The present study investigated role of actin depolymerizing factor (ADF) in methamphetamine-induced place preference using ADF mutant (ADFm) and wild-type mice (WT). Whereas methamphetamine developed dose-dependently place preference in wild-type mice, methamphetamine-induced place preference was significantly attenuated by ADF mutation. Moreover, the administration of phalloidin, an F-actin stabilizer, dose-dependently inhibited methamphetamine-induced place preference.
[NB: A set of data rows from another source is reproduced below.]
//! Infraction handlers

use axum::{
    extract::{Path, Query, State},
    http::StatusCode,
    Extension, Json,
};
use core_kernel::InfractionId;
use domain_case::{EntityRef, EntityType, Infraction};
use infra_db::UpdateOutcome;

use super::{record_created, record_updated};
use crate::auth::Actor;
use crate::dto::infraction::{CreateInfractionRequest, InfractionListQuery, UpdateInfractionRequest};
use crate::{error::ApiError, AppState};

pub async fn create_infraction(
    State(state): State<AppState>,
    Extension(actor): Extension<Actor>,
    Json(request): Json<CreateInfractionRequest>,
) -> Result<(StatusCode, Json<Infraction>), ApiError> {
    let infraction = state.db.infractions.create(request.into_domain()?).await?;
    let entity = EntityRef::new(EntityType::Infraction, infraction.id);
    record_created(&state, &actor, entity, &infraction.infraction_number).await;
    Ok((StatusCode::CREATED, Json(infraction)))
}

pub async fn list_infractions(
    State(state): State<AppState>,
    Query(query): Query<InfractionListQuery>,
) -> Result<Json<Vec<Infraction>>, ApiError> {
    Ok(Json(state.db.infractions.list(&query.filter()?).await?))
}

pub async fn get_infraction(
    State(state): State<AppState>,
    Path(id): Path<i64>,
) -> Result<Json<Infraction>, ApiError> {
    Ok(Json(state.db.infractions.get(InfractionId::new(id)).await?))
}

/// Records court progress and disposition
pub async fn update_infraction(
    State(state): State<AppState>,
    Extension(actor): Extension<Actor>,
    Path(id): Path<i64>,
    Json(request): Json<UpdateInfractionRequest>,
) -> Result<Json<UpdateOutcome<Infraction>>, ApiError> {
    let id = InfractionId::new(id);
    let outcome = state.db.infractions.update(id, request.into_domain()?).await?;
    if let UpdateOutcome::Updated { after, .. } = &outcome {
        let entity = EntityRef::new(EntityType::Infraction, id);
        record_updated(&state, &actor, entity, &after.infraction_number, &outcome).await;
    }
    Ok(Json(outcome))
}
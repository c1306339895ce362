//! Closed enumerations with a fixed textual form
//!
//! Every enumerated column is declared once with this macro. The same list of
//! names drives parsing at the API boundary, encoding at the storage boundary
//! and the schema's `CHECK (... IN (...))` constraints.

macro_rules! domain_enum {
    (
        $(#[$meta:meta])*
        $name:ident, $field:literal {
            $( $(#[$vmeta:meta])* $variant:ident => $text:literal ),+ $(,)?
        }
    ) => {
        $(#[$meta])*
        #[derive(Debug, Clone, Copy, PartialEq, Eq, PartialOrd, Ord, Hash, serde::Serialize, serde::Deserialize)]
        #[serde(rename_all = "snake_case")]
        pub enum $name {
            $( $(#[$vmeta])* $variant ),+
        }

        impl $name {
            /// Every member of the domain, in declaration order
            pub const ALL: &'static [$name] = &[ $( $name::$variant ),+ ];

            /// Textual names accepted by [`std::str::FromStr`]
            pub const NAMES: &'static [&'static str] = &[ $( $text ),+ ];

            /// Name of the column this enumeration populates
            pub const FIELD: &'static str = $field;

            pub fn as_str(&self) -> &'static str {
                match self {
                    $( $name::$variant => $text ),+
                }
            }
        }

        impl std::fmt::Display for $name {
            fn fmt(&self, f: &mut std::fmt::Formatter<'_>) -> std::fmt::Result {
                f.write_str(self.as_str())
            }
        }

        impl std::str::FromStr for $name {
            type Err = core_kernel::CoreError;

            fn from_str(s: &str) -> Result<Self, Self::Err> {
                match s {
                    $( $text => Ok($name::$variant), )+
                    other => Err(core_kernel::CoreError::out_of_domain($field, other, Self::NAMES)),
                }
            }
        }
    };
}
//! Reporting windows and timezone handling
//!
//! Listings and statistics are filtered by an inclusive `[start, end]` window
//! where either bound may be absent. Daily snapshots derive their window
//! from a calendar date in the configured reporting timezone.

use chrono::{DateTime, LocalResult, NaiveDate, NaiveDateTime, TimeZone, Utc};
use chrono_tz::Tz;
use serde::{Deserialize, Deserializer, Serialize, Serializer};
use std::str::FromStr;
use thiserror::Error;

/// Errors related to temporal operations
#[derive(Debug, Error, PartialEq, Eq)]
pub enum TemporalError {
    #[error("Invalid window: start {start} must not be after end {end}")]
    InvalidWindow { start: String, end: String },

    #[error("Unknown timezone: {0}")]
    UnknownTimezone(String),

    #[error("Local time {0} does not exist in the reporting timezone")]
    NonexistentLocalTime(String),
}

/// Timezone wrapper for the reporting jurisdiction
///
/// Wraps chrono_tz::Tz with custom serialization support.
#[derive(Debug, Clone, Copy, PartialEq, Eq)]
pub struct Timezone(pub Tz);

impl Serialize for Timezone {
    fn serialize<S>(&self, serializer: S) -> Result<S::Ok, S::Error>
    where
        S: Serializer,
    {
        serializer.serialize_str(self.0.name())
    }
}

impl<'de> Deserialize<'de> for Timezone {
    fn deserialize<D>(deserializer: D) -> Result<Self, D::Error>
    where
        D: Deserializer<'de>,
    {
        let s = String::deserialize(deserializer)?;
        s.parse().map_err(serde::de::Error::custom)
    }
}

impl FromStr for Timezone {
    type Err = TemporalError;

    fn from_str(s: &str) -> Result<Self, Self::Err> {
        Tz::from_str(s)
            .map(Timezone)
            .map_err(|_| TemporalError::UnknownTimezone(s.to_string()))
    }
}

impl Timezone {
    pub fn new(tz: Tz) -> Self {
        Self(tz)
    }

    pub fn name(&self) -> &'static str {
        self.0.name()
    }

    /// Gets the start of day (00:00:00) in this timezone as UTC
    pub fn start_of_day(&self, date: NaiveDate) -> Result<DateTime<Utc>, TemporalError> {
        let local = date
            .and_hms_opt(0, 0, 0)
            .ok_or_else(|| TemporalError::NonexistentLocalTime(date.to_string()))?;
        self.resolve(local, true)
    }

    /// Gets the end of day (23:59:59.999999999) in this timezone as UTC
    pub fn end_of_day(&self, date: NaiveDate) -> Result<DateTime<Utc>, TemporalError> {
        let local = date
            .and_hms_nano_opt(23, 59, 59, 999_999_999)
            .ok_or_else(|| TemporalError::NonexistentLocalTime(date.to_string()))?;
        self.resolve(local, false)
    }

    /// Window covering one calendar day in this timezone
    pub fn day_window(&self, date: NaiveDate) -> Result<DateWindow, TemporalError> {
        DateWindow::between(self.start_of_day(date)?, self.end_of_day(date)?)
    }

    fn resolve(&self, local: NaiveDateTime, earliest: bool) -> Result<DateTime<Utc>, TemporalError> {
        match self.0.from_local_datetime(&local) {
            LocalResult::Single(dt) => Ok(dt.with_timezone(&Utc)),
            LocalResult::Ambiguous(first, second) => {
                let chosen = if earliest { first } else { second };
                Ok(chosen.with_timezone(&Utc))
            }
            LocalResult::None => Err(TemporalError::NonexistentLocalTime(local.to_string())),
        }
    }
}

impl Default for Timezone {
    fn default() -> Self {
        Self(chrono_tz::UTC)
    }
}

/// An inclusive time window; absent bounds are unbounded on that side
#[derive(Debug, Clone, Copy, Default, PartialEq, Eq, Serialize, Deserialize)]
pub struct DateWindow {
    pub start: Option<DateTime<Utc>>,
    pub end: Option<DateTime<Utc>>,
}

impl DateWindow {
    /// A window with no bounds
    pub fn unbounded() -> Self {
        Self::default()
    }

    /// Creates a window from optional bounds, rejecting inverted ones
    pub fn new(
        start: Option<DateTime<Utc>>,
        end: Option<DateTime<Utc>>,
    ) -> Result<Self, TemporalError> {
        if let (Some(s), Some(e)) = (start, end) {
            if s > e {
                return Err(TemporalError::InvalidWindow {
                    start: s.to_rfc3339(),
                    end: e.to_rfc3339(),
                });
            }
        }
        Ok(Self { start, end })
    }

    /// Creates a bounded window
    pub fn between(start: DateTime<Utc>, end: DateTime<Utc>) -> Result<Self, TemporalError> {
        Self::new(Some(start), Some(end))
    }

    /// Window from `start` onwards
    pub fn since(start: DateTime<Utc>) -> Self {
        Self { start: Some(start), end: None }
    }

    /// Window up to and including `end`
    pub fn until(end: DateTime<Utc>) -> Self {
        Self { start: None, end: Some(end) }
    }

    /// Returns true if the timestamp falls within both bounds (inclusive)
    pub fn contains(&self, timestamp: DateTime<Utc>) -> bool {
        self.start.map_or(true, |s| timestamp >= s) && self.end.map_or(true, |e| timestamp <= e)
    }

    pub fn is_unbounded(&self) -> bool {
        self.start.is_none() && self.end.is_none()
    }
}

#[cfg(test)]
mod tests {
    use super::*;
    use chrono::Duration;

    #[test]
    fn test_day_window_in_utc() {
        let date = NaiveDate::from_ymd_opt(2024, 3, 15).unwrap();
        let window = Timezone::default().day_window(date).unwrap();
        assert_eq!(window.start, Some(Utc.with_ymd_and_hms(2024, 3, 15, 0, 0, 0).unwrap()));
        let end = window.end.unwrap();
        assert!(end > Utc.with_ymd_and_hms(2024, 3, 15, 23, 59, 59).unwrap());
        assert!(end < Utc.with_ymd_and_hms(2024, 3, 16, 0, 0, 0).unwrap());
    }

    #[test]
    fn test_day_window_shifts_with_timezone() {
        let tz: Timezone = "Africa/Cairo".parse().unwrap();
        let date = NaiveDate::from_ymd_opt(2024, 1, 10).unwrap();
        let start = tz.start_of_day(date).unwrap();
        // Cairo is UTC+2 in January
        assert_eq!(start, Utc.with_ymd_and_hms(2024, 1, 9, 22, 0, 0).unwrap());
    }

    #[test]
    fn test_inverted_window_rejected() {
        let now = Utc::now();
        let result = DateWindow::between(now, now - Duration::hours(1));
        assert!(matches!(result, Err(TemporalError::InvalidWindow { .. })));
    }

    #[test]
    fn test_unknown_timezone() {
        assert!("Mars/Olympus".parse::<Timezone>().is_err());
    }

    #[test]
    fn test_bounds_are_inclusive() {
        let start = Utc.with_ymd_and_hms(2024, 1, 1, 0, 0, 0).unwrap();
        let end = Utc.with_ymd_and_hms(2024, 1, 31, 0, 0, 0).unwrap();
        let window = DateWindow::between(start, end).unwrap();
        assert!(window.contains(start));
        assert!(window.contains(end));
        assert!(!window.contains(end + Duration::seconds(1)));
    }
}
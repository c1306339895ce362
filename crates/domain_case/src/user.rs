//! System users: officers, supervisors, analysts and administrators
//!
//! Users are never hard-deleted. Deactivation flips `is_active`.

use chrono::{DateTime, Utc};
use serde::{Deserialize, Serialize};

use core_kernel::{CoreError, UserId};
use crate::changes::{ChangeSet, EntityUpdate, Patched};
use crate::validation;

domain_enum! {
    /// Role granted to a user account
    Role, "role" {
        Admin => "admin",
        Officer => "officer",
        Supervisor => "supervisor",
        Analyst => "analyst",
    }
}

/// A persisted user account
#[derive(Debug, Clone, PartialEq, Serialize, Deserialize)]
pub struct User {
    pub id: UserId,
    pub username: String,
    pub email: String,
    /// Opaque credential produced by the login subsystem; never interpreted here
    #[serde(skip_serializing, default)]
    pub password_hash: String,
    pub full_name: String,
    pub badge_number: Option<String>,
    pub role: Role,
    pub department: Option<String>,
    pub phone_number: Option<String>,
    pub is_active: bool,
    pub created_at: DateTime<Utc>,
    pub updated_at: DateTime<Utc>,
}

/// Data for provisioning a new user
#[derive(Debug, Clone, PartialEq)]
pub struct NewUser {
    pub username: String,
    pub email: String,
    pub password_hash: String,
    pub full_name: String,
    pub role: Role,
    pub badge_number: Option<String>,
    pub department: Option<String>,
    pub phone_number: Option<String>,
}

impl NewUser {
    pub fn validate(&self) -> Result<(), CoreError> {
        validation::require_text("username", &self.username)?;
        validation::email("email", &self.email)?;
        validation::require_text("password_hash", &self.password_hash)?;
        validation::require_text("full_name", &self.full_name)?;
        validation::optional_text("badge_number", self.badge_number.as_deref())?;
        Ok(())
    }
}

/// Allow-listed mutable user fields
#[derive(Debug, Clone, Default, PartialEq, Serialize, Deserialize)]
pub struct UserUpdate {
    pub email: Option<String>,
    pub full_name: Option<String>,
    pub badge_number: Option<String>,
    pub role: Option<Role>,
    pub department: Option<String>,
    pub phone_number: Option<String>,
    pub is_active: Option<bool>,
}

impl UserUpdate {
    /// Update that deactivates the account
    pub fn deactivate() -> Self {
        Self {
            is_active: Some(false),
            ..Self::default()
        }
    }
}

impl EntityUpdate<User> for UserUpdate {
    fn is_empty(&self) -> bool {
        *self == Self::default()
    }

    fn apply(&self, current: &User, _now: DateTime<Utc>) -> Result<Patched<User>, CoreError> {
        let mut record = current.clone();
        let mut changes = ChangeSet::new();

        if let Some(email) = &self.email {
            validation::email("email", email)?;
            changes.set("email", &mut record.email, email.clone());
        }
        if let Some(full_name) = &self.full_name {
            validation::require_text("full_name", full_name)?;
            changes.set("full_name", &mut record.full_name, full_name.clone());
        }
        validation::optional_text("badge_number", self.badge_number.as_deref())?;
        changes.set_some("badge_number", &mut record.badge_number, self.badge_number.clone());
        if let Some(role) = self.role {
            changes.set("role", &mut record.role, role);
        }
        changes.set_some("department", &mut record.department, self.department.clone());
        changes.set_some("phone_number", &mut record.phone_number, self.phone_number.clone());
        if let Some(active) = self.is_active {
            changes.set("is_active", &mut record.is_active, active);
        }

        Ok(Patched { record, changes })
    }
}

/// Optional, conjunctive filters for listing users
#[derive(Debug, Clone, Default, PartialEq, Serialize, Deserialize)]
pub struct UserFilter {
    pub role: Option<Role>,
    pub is_active: Option<bool>,
}

#[cfg(test)]
mod tests {
    use super::*;

    fn officer() -> User {
        let now = Utc::now();
        User {
            id: UserId::new(1),
            username: "hsaleh".into(),
            email: "hsaleh@police.gov".into(),
            password_hash: "$2b$12$opaque".into(),
            full_name: "Hana Saleh".into(),
            badge_number: Some("B-1001".into()),
            role: Role::Officer,
            department: Some("Traffic".into()),
            phone_number: None,
            is_active: true,
            created_at: now,
            updated_at: now,
        }
    }

    #[test]
    fn test_role_parse_rejects_unknown() {
        assert_eq!("supervisor".parse::<Role>().unwrap(), Role::Supervisor);
        let err = "sheriff".parse::<Role>().unwrap_err();
        assert_eq!(err.field(), Some("role"));
    }

    #[test]
    fn test_deactivate_is_a_single_change() {
        let patched = UserUpdate::deactivate().apply(&officer(), Utc::now()).unwrap();
        assert!(!patched.record.is_active);
        assert_eq!(patched.changes.len(), 1);
        assert!(patched.changes.contains("is_active"));
    }

    #[test]
    fn test_same_values_produce_no_changes() {
        let user = officer();
        let update = UserUpdate {
            role: Some(Role::Officer),
            department: Some("Traffic".into()),
            ..UserUpdate::default()
        };
        assert!(!update.is_empty());
        assert!(update.apply(&user, Utc::now()).unwrap().changes.is_empty());
    }

    #[test]
    fn test_invalid_email_rejected() {
        let update = UserUpdate {
            email: Some("nope".into()),
            ..UserUpdate::default()
        };
        assert!(update.apply(&officer(), Utc::now()).is_err());
    }

    #[test]
    fn test_password_hash_not_serialized() {
        let json = serde_json::to_value(officer()).unwrap();
        assert!(json.get("password_hash").is_none());
    }
}
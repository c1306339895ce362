//! Field validation helpers shared by the create requests

use core_kernel::{Amount, CoreError};

/// Fails when a required text field is blank
pub fn require_text(field: &str, value: &str) -> Result<(), CoreError> {
    if value.trim().is_empty() {
        return Err(CoreError::required(field));
    }
    Ok(())
}

/// Fails when an optional text field is present but blank
pub fn optional_text(field: &str, value: Option<&str>) -> Result<(), CoreError> {
    match value {
        Some(v) if v.trim().is_empty() => Err(CoreError::validation(field, "must not be blank when supplied")),
        _ => Ok(()),
    }
}

/// Basic shape check for e-mail addresses
pub fn email(field: &str, value: &str) -> Result<(), CoreError> {
    require_text(field, value)?;
    match value.split_once('@') {
        Some((local, domain)) if !local.is_empty() && domain.contains('.') => Ok(()),
        _ => Err(CoreError::validation(field, format!("'{}' is not a valid e-mail address", value))),
    }
}

pub fn non_negative_amount(field: &str, value: Option<Amount>) -> Result<(), CoreError> {
    match value {
        Some(amount) if amount.is_negative() => Err(CoreError::validation(field, "must not be negative")),
        _ => Ok(()),
    }
}

pub fn non_negative_int(field: &str, value: Option<i64>) -> Result<(), CoreError> {
    match value {
        Some(v) if v < 0 => Err(CoreError::validation(field, "must not be negative")),
        _ => Ok(()),
    }
}

pub fn in_range(field: &str, value: Option<f64>, min: f64, max: f64) -> Result<(), CoreError> {
    match value {
        Some(v) if !(min..=max).contains(&v) => Err(CoreError::validation(
            field,
            format!("{} is outside [{}, {}]", v, min, max),
        )),
        _ => Ok(()),
    }
}
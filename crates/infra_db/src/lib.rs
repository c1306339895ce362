//! Infrastructure Database Layer
//!
//! This crate provides the persistent store for the case-management system:
//! schema provisioning, one repository per entity, the append-only activity
//! log and the statistics aggregator, all on SQLite through SQLx.
//!
//! # Architecture
//!
//! The crate follows the repository pattern. Repositories take an injected
//! pool handle, validate requests with the domain types before touching
//! storage, and run each mutation in its own transaction so a failed
//! operation leaves nothing behind.
//!
//! # Example
//!
//! ```rust,ignore
//! use infra_db::{Database, DatabaseConfig};
//!
//! let db = Database::open(DatabaseConfig::new("sqlite://police_violations.db"), Timezone::default()).await?;
//! let violation = db.violations.get(ViolationId::new(1)).await?;
//! ```

pub mod pool;
pub mod error;
pub mod schema;
pub mod repositories;
pub mod database;
mod codec;

#[cfg(test)]
pub(crate) mod testing;

pub use pool::{create_pool, create_pool_from_url, DatabaseConfig, DatabasePool, IN_MEMORY_URL};
pub use error::{DatabaseError, ErrorKind};
pub use schema::{SchemaManager, SchemaStatus};
pub use repositories::{
    ActivityLogRepository, EvidenceRepository, InfractionRepository, SeizureRepository,
    StatisticsRepository, UpdateOutcome, UserRepository, ViolationRepository,
};
pub use database::Database;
Methamphetamine-conditioning significantly increased the protein levels of ADF, cofilin, G-actin and F-actin in the limbic forebrain of both WT and ADFm, though the degree of enhancement of G- and F-actins by methamphetamine in ADFm was significantly smaller than in WT. Immunohistochemical study showed the co-localization of synaptophysin and tyrosine hydroxylase in WT and the potentiation of the immunoreactivity of these proteins by methamphetamine-conditioning, whereas such potentiation was suppressed by ADF mutation. In addition, the protein levels of synaptophysin, post-synaptic density 95 (PSD95), and neuroligin1 significantly increased in the limbic forebrain of WT showing methamphetamine-induced place preference, but not in ADFm. These findings indicate that ADF play an important role in the development of methamphetamine-induced place preference via regulation of actin dynamics.